Infections are one of the more common PEG tube complications. Though most are minor, severe infections such as peritonitis or necrotizing fasciitis may occur [11]. Signs of possible wound infection include erythema around the tube site, tenderness, and/or purulence. Most of these infections will respond to antibiotics (either a first-generation cephalosporin or fluoroquinolone). If there are signs of a more severe infection, the tube should be removed after which additional antibiotics are started. Necrotizing fasciitis is a rare complication of PEG tube placement, for which patients with diabetes, wound infections, malnutrition, and immunocompromise are at increased risk. Patients should use increased caution with swimming and exposure of their PEG site to water. Maintaining sufficient space between the external bolster and abdominal wall may help to prevent this as well. [12]

From the Home Health Nurse: The Patient Has a PEG Tube for Venting... How Does This Work?

PEG tubes may be used for venting rather than feeding in patients with chronic nausea, vomiting, and abdominal pain related to gastrointestinal obstruction. Gastric decompression through a venting PEG tube can palliate symptoms [13]. Venting a PEG tube removes air and drains gastric juice in order to improve the above symptoms. When symptoms are under control, the PEG tube can be kept clamped or closed. When the patient becomes nauseated, the tube can be unclamped and allowed to drain until the symptoms improve. After the symptoms have gone away, the tube can again be clamped and eventually removed.

From the Primary Team: The Patient Has a PEG Tube... Can It Be Converted to a PEG-J?

Yes – a PEG tube may be converted endoscopically to a jejunal extension tube (PEG-J). Placement of a PEG-J placement, typically a two-step procedure, is used in patients who cannot tolerate gastric feeding. The first step is placement of the PEG tube, and the second step is insertion of a J extension tube through the PEG tube. Once this is inserted, the J extension tube is grasped with tools placed into the endoscope. The J extension tube is then guided through the stomach, pylorus, and small bowel until it is in position in the jejunum, distal to the ligament of Treitz. The jejunal extension tube may then be clipped to the mucosa [14].

Conclusions

Although GI fellows may know how to place PEG tubes, they may lack knowledge regarding the nuances of PEG tube management. It is important to know the type of PEG tube and internal bolster present before attempting to remove it. If a PEG tube falls out and needs replacement, it should be done as quickly as possible, given the tract can start to close within hours. Additionally, tube positioning is extremely important; the external bolster should be positioned loosely enough to allow for 1–2 cm of in-and-out movement in order to prevent complications such as buried bumper syndrome.

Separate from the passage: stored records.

pub mod config;
pub mod runtime;
pub mod tracing;

pub use config::load_config;
pub use runtime::ContentStoreRuntime;
pub use self::tracing::init_tracing_subscriber;
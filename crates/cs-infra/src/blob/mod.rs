mod builder;
mod digest_reader;
mod reader;

pub use builder::{BlobBuilder, BlobBuilderOptions};
pub use digest_reader::DigestingReader;
pub use reader::{open_blob, remove_local_file};
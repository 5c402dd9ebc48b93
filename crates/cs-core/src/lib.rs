//! # cs-core
//!
//! Core domain models and ports for the content store.
//!
//! This crate contains no infrastructure: it defines the blob data model,
//! the typed error, configuration DTOs and the port traits that backend
//! adapters and the infrastructure layer implement.

pub mod blob;
pub mod config;
pub mod digest;
pub mod error;
pub mod ids;
pub mod ports;

// Re-export commonly used types at the crate root
pub use blob::{Blob, BlobOwnership, MailboxBlob, RemoteBlobRef, StagedBlob};
pub use config::{
    CacheConfig, DeleteConfig, IncomingConfig, LoggingConfig, StoreConfig, StoreSection,
};
pub use digest::{ContentDigest, DigestAlgorithm, Digester};
pub use error::{StoreError, StoreResult};
pub use ids::{ItemId, ItemRevision, Locator, OwnerRef, Revision, UploadId};
pub use ports::{ContentStream, StoreFeature, StoreFeatures};
use serde::{Deserialize, Serialize};
use std::fmt;

/// One playlist entry: a stable identity, the locator the fetch pipeline
/// turns into audio, and a display title.
///
/// Entries are immutable. The queue only ever appends or removes them.
#[derive(Debug, Clone, PartialEq, Eq, Serialize, Deserialize)]
#[serde(rename_all = "camelCase")]
pub struct TrackRef {
    id: String,
    locator: String,
    title: String,
}

impl TrackRef {
    pub fn new(
        id: impl Into<String>,
        locator: impl Into<String>,
        title: impl Into<String>,
    ) -> Self {
        Self {
            id: id.into(),
            locator: locator.into(),
            title: title.into(),
        }
    }

    pub fn id(&self) -> &str {
        &self.id
    }

    pub fn locator(&self) -> &str {
        &self.locator
    }

    pub fn title(&self) -> &str {
        &self.title
    }
}

impl fmt::Display for TrackRef {
    fn fmt(&self, f: &mut fmt::Formatter<'_>) -> fmt::Result {
        write!(f, "{} ({})", self.title, self.id)
    }
}
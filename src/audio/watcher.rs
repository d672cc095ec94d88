use std::time::Duration;
use tokio::task::JoinHandle;
use tokio::time::{interval_at, Instant, MissedTickBehavior};

/// Periodic end-of-track probe.
///
/// Audio backends rarely report completion reliably, so the controller is
/// poked on a fixed interval and asks the session itself. The task stops as
/// soon as `tick` reports that nobody is listening any more.
pub struct CompletionWatcher {
    handle: JoinHandle<()>,
}

impl CompletionWatcher {
    pub fn spawn<F>(period: Duration, mut tick: F) -> Self
    where
        F: FnMut() -> bool + Send + 'static,
    {
        let handle = tokio::spawn(async move {
            let mut ticker = interval_at(Instant::now() + period, period);
            ticker.set_missed_tick_behavior(MissedTickBehavior::Delay);
            loop {
                ticker.tick().await;
                if !tick() {
                    log::debug!("[watcher] controller gone, stopping");
                    break;
                }
            }
        });
        Self { handle }
    }

    pub fn cancel(&self) {
        self.handle.abort();
    }

    pub fn is_finished(&self) -> bool {
        self.handle.is_finished()
    }
}

impl Drop for CompletionWatcher {
    fn drop(&mut self) {
        self.handle.abort();
    }
}

/// Two-step end detection: an idle session on a tick only arms a
/// confirmation, and the track counts as finished only if the session is
/// still idle when that confirmation comes back for the same generation.
#[derive(Debug, Default)]
pub struct EndOfTrackProbe {
    pending: Option<u64>,
}

impl EndOfTrackProbe {
    pub fn new() -> Self {
        Self::default()
    }

    /// Returns the generation to confirm when a confirmation should be
    /// scheduled.
    pub fn on_tick(&mut self, playing: bool, session_active: bool, generation: u64) -> Option<u64> {
        if !playing || session_active || self.pending.is_some() {
            return None;
        }
        self.pending = Some(generation);
        Some(generation)
    }

    /// True when the confirmation stands and the track really ended.
    pub fn on_confirm(
        &mut self,
        generation: u64,
        current_generation: u64,
        playing: bool,
        session_active: bool,
    ) -> bool {
        if self.pending != Some(generation) {
            return false;
        }
        self.pending = None;
        generation == current_generation && playing && !session_active
    }

    /// Drop any armed confirmation (pause, stop, restart, new load).
    pub fn reset(&mut self) {
        self.pending = None;
    }

    pub fn is_armed(&self) -> bool {
        self.pending.is_some()
    }
}

#[cfg(test)]
mod tests {
    use super::*;
    use std::sync::atomic::{AtomicUsize, Ordering};
    use std::sync::Arc;

    #[test]
    fn active_session_never_arms() {
        let mut probe = EndOfTrackProbe::new();
        assert_eq!(probe.on_tick(true, true, 1), None);
        assert!(!probe.is_armed());
    }

    #[test]
    fn not_playing_never_arms() {
        let mut probe = EndOfTrackProbe::new();
        assert_eq!(probe.on_tick(false, false, 1), None);
    }

    #[test]
    fn idle_then_still_idle_confirms() {
        let mut probe = EndOfTrackProbe::new();
        assert_eq!(probe.on_tick(true, false, 4), Some(4));
        // A second tick while armed does not schedule another confirmation.
        assert_eq!(probe.on_tick(true, false, 4), None);
        assert!(probe.on_confirm(4, 4, true, false));
        assert!(!probe.is_armed());
    }

    #[test]
    fn transient_idle_is_ignored() {
        let mut probe = EndOfTrackProbe::new();
        probe.on_tick(true, false, 2);
        assert!(!probe.on_confirm(2, 2, true, true));
    }

    #[test]
    fn stale_generation_is_ignored() {
        let mut probe = EndOfTrackProbe::new();
        probe.on_tick(true, false, 2);
        assert!(!probe.on_confirm(2, 3, true, false));
    }

    #[test]
    fn reset_cancels_confirmation() {
        let mut probe = EndOfTrackProbe::new();
        probe.on_tick(true, false, 7);
        probe.reset();
        assert!(!probe.on_confirm(7, 7, true, false));
    }

    #[tokio::test(start_paused = true)]
    async fn ticks_on_interval_until_told_to_stop() {
        let count = Arc::new(AtomicUsize::new(0));
        let seen = Arc::clone(&count);
        let watcher = CompletionWatcher::spawn(Duration::from_secs(1), move || {
            seen.fetch_add(1, Ordering::SeqCst) < 2
        });

        tokio::time::sleep(Duration::from_millis(500)).await;
        assert_eq!(count.load(Ordering::SeqCst), 0);

        tokio::time::sleep(Duration::from_secs(5)).await;
        assert_eq!(count.load(Ordering::SeqCst), 3);
        assert!(watcher.is_finished());
    }
}
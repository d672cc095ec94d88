use crate::error::{AppError, AppResult};
use serde::{Deserialize, Serialize};
use std::path::PathBuf;
use std::time::Duration;

#[derive(Debug, Clone, Serialize, Deserialize, PartialEq)]
pub struct AppConfig {
    #[serde(default = "default_volume")]
    pub volume: u8,
    #[serde(default = "default_volume_step")]
    pub volume_step: u8,
    /// Past this position, Previous restarts the current track instead of
    /// moving back in the queue.
    #[serde(default = "default_restart_threshold_ms")]
    pub restart_threshold_ms: u64,
    #[serde(default = "default_skip_retry_delay_ms")]
    pub skip_retry_delay_ms: u64,
    #[serde(default = "default_poll_interval_ms")]
    pub poll_interval_ms: u64,
    #[serde(default = "default_end_confirm_delay_ms")]
    pub end_confirm_delay_ms: u64,
    #[serde(default)]
    pub fetch_timeout_secs: Option<u64>,
    #[serde(default)]
    pub cache_dir: Option<PathBuf>,
    #[serde(default)]
    pub transcode: Option<TranscodeConfig>,
    #[serde(default)]
    pub search_endpoint: Option<String>,
    #[serde(default = "default_user_agent")]
    pub user_agent: String,
}

#[derive(Debug, Clone, Serialize, Deserialize, PartialEq)]
pub struct TranscodeConfig {
    #[serde(default = "default_ffmpeg_path")]
    pub ffmpeg_path: PathBuf,
    #[serde(default = "default_codec")]
    pub codec: String,
    #[serde(default = "default_bitrate")]
    pub bitrate: String,
}

fn default_volume() -> u8 {
    70
}

fn default_volume_step() -> u8 {
    5
}

fn default_restart_threshold_ms() -> u64 {
    3000
}

fn default_skip_retry_delay_ms() -> u64 {
    1000
}

fn default_poll_interval_ms() -> u64 {
    1000
}

fn default_end_confirm_delay_ms() -> u64 {
    500
}

fn default_user_agent() -> String {
    "TubeQueue/0.1.0".to_string()
}

fn default_ffmpeg_path() -> PathBuf {
    PathBuf::from("ffmpeg")
}

fn default_codec() -> String {
    "mp3".to_string()
}

fn default_bitrate() -> String {
    "192k".to_string()
}

impl Default for TranscodeConfig {
    fn default() -> Self {
        Self {
            ffmpeg_path: default_ffmpeg_path(),
            codec: default_codec(),
            bitrate: default_bitrate(),
        }
    }
}

impl Default for AppConfig {
    fn default() -> Self {
        Self {
            volume: default_volume(),
            volume_step: default_volume_step(),
            restart_threshold_ms: default_restart_threshold_ms(),
            skip_retry_delay_ms: default_skip_retry_delay_ms(),
            poll_interval_ms: default_poll_interval_ms(),
            end_confirm_delay_ms: default_end_confirm_delay_ms(),
            fetch_timeout_secs: None,
            cache_dir: None,
            transcode: None,
            search_endpoint: None,
            user_agent: default_user_agent(),
        }
    }
}

impl AppConfig {
    pub fn config_dir() -> AppResult<PathBuf> {
        let home = dirs::home_dir()
            .ok_or_else(|| AppError::Config("Cannot find home directory".into()))?;
        Ok(home.join(".tubequeue"))
    }

    pub fn config_path() -> AppResult<PathBuf> {
        Ok(Self::config_dir()?.join("config.json"))
    }

    pub fn load() -> AppResult<Self> {
        let path = Self::config_path()?;
        if !path.exists() {
            return Err(AppError::Config(format!(
                "Config file not found at {}",
                path.display()
            )));
        }
        let content = std::fs::read_to_string(&path)?;
        let config: Self = serde_json::from_str(&content)?;
        Ok(config)
    }

    pub fn save(&self) -> AppResult<()> {
        let dir = Self::config_dir()?;
        std::fs::create_dir_all(&dir)?;
        let path = Self::config_path()?;
        let content = serde_json::to_string_pretty(self)?;
        std::fs::write(&path, content)?;
        Ok(())
    }

    /// Load the saved config, or fall back to defaults and write them out so
    /// the file exists next time.
    pub fn load_or_default() -> Self {
        Self::load().unwrap_or_else(|e| {
            log::warn!("Failed to load config: {}. Using defaults.", e);
            let default_config = Self::default();
            if let Err(save_err) = default_config.save() {
                log::error!("Failed to save default config: {}", save_err);
            }
            default_config
        })
    }

    /// Where fetched tracks are cached. Falls back to the OS temp dir when
    /// the platform has no cache directory.
    pub fn resolved_cache_dir(&self) -> PathBuf {
        if let Some(dir) = &self.cache_dir {
            return dir.clone();
        }
        dirs::cache_dir()
            .unwrap_or_else(std::env::temp_dir)
            .join("tubequeue")
    }

    pub fn fetch_timeout(&self) -> Option<Duration> {
        self.fetch_timeout_secs.map(Duration::from_secs)
    }

    pub fn tuning(&self) -> PlayerTuning {
        PlayerTuning {
            volume: self.volume.min(100),
            volume_step: self.volume_step,
            restart_threshold: Duration::from_millis(self.restart_threshold_ms),
            skip_retry_delay: Duration::from_millis(self.skip_retry_delay_ms),
            poll_interval: Duration::from_millis(self.poll_interval_ms.max(1)),
            end_confirm_delay: Duration::from_millis(self.end_confirm_delay_ms),
            fetch_timeout: self.fetch_timeout(),
        }
    }
}

/// Timing and volume knobs the playback controller runs with.
#[derive(Debug, Clone, PartialEq)]
pub struct PlayerTuning {
    pub volume: u8,
    pub volume_step: u8,
    pub restart_threshold: Duration,
    pub skip_retry_delay: Duration,
    pub poll_interval: Duration,
    pub end_confirm_delay: Duration,
    pub fetch_timeout: Option<Duration>,
}

impl Default for PlayerTuning {
    fn default() -> Self {
        AppConfig::default().tuning()
    }
}
//! Playback queue controller for a link/search driven music player.
//!
//! The crate owns the ordered playlist, the "current entry" cursor and the
//! transport state machine. Fetching runs on background tasks and reports
//! back to a single control task; end of track is detected by polling the
//! audio session. Audio output itself is supplied by the embedder through
//! [`AudioSession`].

pub mod audio;
pub mod config;
pub mod error;
pub mod events;

pub use audio::fetch::{Downloader, FetchPipeline, Fetcher, HttpDownloader, ResourceHandle};
pub use audio::player::{Command, PlaybackController, PlayerHandle, PlayerSnapshot};
pub use audio::queue::{QueueState, QueueStore};
pub use audio::resolver::{DirectLinkResolver, HttpSearchResolver, ResolverChain, TrackResolver};
pub use audio::session::AudioSession;
pub use audio::track::TrackRef;
pub use config::{AppConfig, PlayerTuning};
pub use error::{AppError, AppResult, ResolveError};
pub use events::{PlaybackState, PlayerEvent, PlayerStatus};

use std::sync::Arc;

/// Install the `env_logger` backend. `RUST_LOG` overrides the default
/// filter. Safe to call more than once.
pub fn init_logging() {
    let _ = env_logger::Builder::from_env(
        env_logger::Env::default().default_filter_or("tubequeue=info"),
    )
    .try_init();
}

/// Wire the default fetch pipeline and resolver chain from `config` around
/// `session` and start the controller. Must be called inside a tokio runtime.
pub fn start(config: &AppConfig, session: Box<dyn AudioSession>) -> AppResult<PlayerHandle> {
    let fetcher = FetchPipeline::from_config(config)?;
    let resolver = ResolverChain::from_config(config)?;
    log::info!(
        "Starting player (cache: {})",
        fetcher.cache_dir().display()
    );
    Ok(PlaybackController::spawn(
        session,
        Arc::new(fetcher),
        Arc::new(resolver),
        config.tuning(),
    ))
}
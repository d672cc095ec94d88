use serde::Serialize;

/// Why a query or link could not be turned into a queue entry.
#[derive(Debug, Clone, PartialEq, Eq, thiserror::Error)]
pub enum ResolveError {
    #[error("no results found for '{0}'")]
    NoResults(String),

    #[error("search service error: {0}")]
    Service(String),
}

#[derive(Debug, thiserror::Error)]
pub enum AppError {
    #[error("Resolve failed: {0}")]
    ResolveFailed(#[from] ResolveError),

    #[error("Fetch failed: {0}")]
    FetchFailed(String),

    #[error("Index {index} out of range for queue of length {len}")]
    OutOfRange { index: usize, len: usize },

    #[error("Audio session error: {0}")]
    Session(String),

    #[error("HTTP error: {0}")]
    Http(#[from] reqwest::Error),

    #[error("JSON error: {0}")]
    Json(#[from] serde_json::Error),

    #[error("Config error: {0}")]
    Config(String),

    #[error("IO error: {0}")]
    Io(#[from] std::io::Error),

    #[error("Playback controller is no longer running")]
    ControllerClosed,
}

impl Serialize for AppError {
    fn serialize<S>(&self, serializer: S) -> Result<S::Ok, S::Error>
    where
        S: serde::Serializer,
    {
        use serde::ser::SerializeStruct;
        let mut state = serializer.serialize_struct("AppError", 2)?;
        state.serialize_field("kind", &self.kind())?;
        state.serialize_field("message", &self.to_string())?;
        state.end()
    }
}

impl AppError {
    pub fn kind(&self) -> &'static str {
        match self {
            AppError::ResolveFailed(ResolveError::NoResults(_)) => "no_results",
            AppError::ResolveFailed(ResolveError::Service(_)) => "resolve_failed",
            AppError::FetchFailed(_) => "fetch_failed",
            AppError::OutOfRange { .. } => "out_of_range",
            AppError::Session(_) => "session",
            AppError::Http(_) => "http",
            AppError::Json(_) => "json",
            AppError::Config(_) => "config",
            AppError::Io(_) => "io",
            AppError::ControllerClosed => "controller_closed",
        }
    }

    /// Collapse any error raised while producing a playable resource into
    /// the single `FetchFailed` outcome the orchestrator reacts to.
    pub fn into_fetch_failure(self) -> AppError {
        match self {
            AppError::FetchFailed(_) => self,
            other => AppError::FetchFailed(other.to_string()),
        }
    }
}

pub type AppResult<T> = Result<T, AppError>;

The common questions included in this article regarding the proper management of PEG tubes come from patients, their caregivers, and their healthcare teams. We hope this guide will help answer some of these frequently asked questions. Notably, improved documentation in patients’ medical records, communication with, and educational resources for patients, families, and members of the healthcare team can help to answer some of these questions up front.